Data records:
BEGIN
//! CLI command definitions, routing, and tracing setup.

use std::path::{Path, PathBuf};

use chrono::{Local, NaiveDate};
use clap::{Parser, Subcommand};
use color_eyre::eyre::{Result, WrapErr, eyre};
use contractgen_clauses::FsClauseStore;
use contractgen_core::pipeline::{
    ContractService, DEFAULT_PAGE_SIZE, GeneratedContract, ProgressReporter,
};
use contractgen_core::{SnapshotBuilder, build_catalog, init_assets};
use contractgen_shared::{
    AppConfig, ContractRecord, ContractRequest, ContractStats, config_file_path, init_config_at,
    load_config, load_config_from,
};
use indicatif::{ProgressBar, ProgressStyle};
use tracing::{debug, info};

// ---------------------------------------------------------------------------
// CLI structure
// ---------------------------------------------------------------------------

/// contractgen — international service agreements as DOCX and PDF.
#[derive(Parser)]
#[command(
    name = "contractgen",
    version,
    about = "Generate international service agreements as DOCX and PDF and keep a record of each.",
    long_about = None,
)]
pub(crate) struct Cli {
    /// Config file (defaults to ~/.contractgen/contractgen.toml).
    #[arg(long, global = true, env = "CONTRACTGEN_CONFIG")]
    pub config: Option<PathBuf>,

    /// Log format: text (default) or json.
    #[arg(long, default_value = "text", global = true)]
    pub log_format: LogFormat,

    /// Verbosity level (-v, -vv).
    #[arg(short, long, action = clap::ArgAction::Count, global = true)]
    pub verbose: u8,

    #[command(subcommand)]
    pub command: Command,
}

/// Log output format.
#[derive(Clone, Debug, clap::ValueEnum)]
pub(crate) enum LogFormat {
    Text,
    Json,
}

/// Top-level CLI subcommands.
#[derive(Subcommand)]
pub(crate) enum Command {
    /// Generate a contract from request fields or a JSON request file.
    Generate(GenerateArgs),

    /// List stored contracts, newest first.
    List {
        #[arg(long, default_value_t = 0)]
        offset: u64,

        #[arg(long, default_value_t = DEFAULT_PAGE_SIZE)]
        limit: u64,

        /// Print JSON instead of a table.
        #[arg(long)]
        json: bool,
    },

    /// Show one stored contract.
    Show {
        id: i64,

        #[arg(long)]
        json: bool,
    },

    /// Write a stored document to disk.
    Download {
        id: i64,

        /// docx or pdf.
        #[arg(short, long, default_value = "pdf")]
        format: String,

        /// Output file (defaults to Service_Agreement.<format>).
        #[arg(short, long)]
        out: Option<PathBuf>,
    },

    /// Delete a contract and its documents.
    Delete { id: i64 },

    /// Totals per currency and service selection counts.
    Stats {
        #[arg(long)]
        json: bool,
    },

    /// Supported currencies, service categories and jurisdictions.
    Catalog {
        #[arg(long)]
        json: bool,
    },

    /// Write the stock clauses, legal texts and master template.
    Init {
        /// Overwrite existing files.
        #[arg(long)]
        force: bool,
    },

    /// Database maintenance.
    Db {
        #[command(subcommand)]
        action: DbAction,
    },

    /// Configuration management.
    Config {
        /// Config subcommand.
        #[command(subcommand)]
        action: ConfigAction,
    },
}

/// Arguments of `generate`.
#[derive(clap::Args)]
pub(crate) struct GenerateArgs {
    /// JSON file holding a full request; field flags are ignored when set.
    #[arg(long, value_name = "PATH")]
    pub from: Option<PathBuf>,

    #[arg(long, required_unless_present = "from")]
    pub client_name: Option<String>,

    #[arg(long, default_value = "")]
    pub client_address: String,

    #[arg(long, default_value = "")]
    pub client_email: String,

    #[arg(long, default_value = "")]
    pub client_phone: String,

    #[arg(long, required_unless_present = "from")]
    pub country: Option<String>,

    /// Fee as typed, e.g. `2,000` or `1500.50`.
    #[arg(long, required_unless_present = "from")]
    pub fees: Option<String>,

    /// Currency code (defaults to the configured currency).
    #[arg(long)]
    pub currency: Option<String>,

    /// Duration label (defaults to the configured duration).
    #[arg(long)]
    pub duration: Option<String>,

    /// Effective date, YYYY-MM-DD (defaults to today).
    #[arg(long)]
    pub effective_date: Option<NaiveDate>,

    /// Service identifier `category_servicename`; repeat for several.
    #[arg(short, long = "service", value_name = "ID")]
    pub services: Vec<String>,

    /// Add the Arabic title line to the PDF.
    #[arg(long)]
    pub bilingual: bool,

    /// Print the derived values without writing anything.
    #[arg(long)]
    pub dry_run: bool,

    /// Print the stored record as JSON.
    #[arg(long)]
    pub json: bool,
}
END
Activity - Identify every line above that includes the word "true", and show those lines.

Response below -
    #[arg(long, global = true, env = "CONTRACTGEN_CONFIG")]
    #[arg(long, default_value = "text", global = true)]
    #[arg(short, long, action = clap::ArgAction::Count, global = true)]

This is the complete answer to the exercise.